/---
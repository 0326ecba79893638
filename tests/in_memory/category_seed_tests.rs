//! Idempotent seeding integration tests.

use rstest::rstest;
use taskforge::task::{domain::DEFAULT_CATEGORY_NAMES, ports::CategoryRepository};

use super::helpers::{TestEnv, env};

#[rstest]
#[tokio::test(flavor = "multi_thread")]
async fn seeding_twice_produces_exactly_five_rows(env: TestEnv) {
    let first = env
        .seeder
        .ensure_defaults()
        .await
        .expect("first run should succeed");
    let second = env
        .seeder
        .ensure_defaults()
        .await
        .expect("second run should succeed");

    assert_eq!(first, 5);
    assert_eq!(second, 0);

    let categories = env
        .category_repository
        .list()
        .await
        .expect("listing should succeed");
    assert_eq!(categories.len(), DEFAULT_CATEGORY_NAMES.len());
}

#[rstest]
#[tokio::test(flavor = "multi_thread")]
async fn startup_seeding_never_panics(env: TestEnv) {
    let created = env.seeder.ensure_defaults_or_log().await;
    assert_eq!(created, 5);
}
\---
What is required →
From the entries above, extract each line containing "categories".

Response →
    let categories = env
    assert_eq!(categories.len(), DEFAULT_CATEGORY_NAMES.len());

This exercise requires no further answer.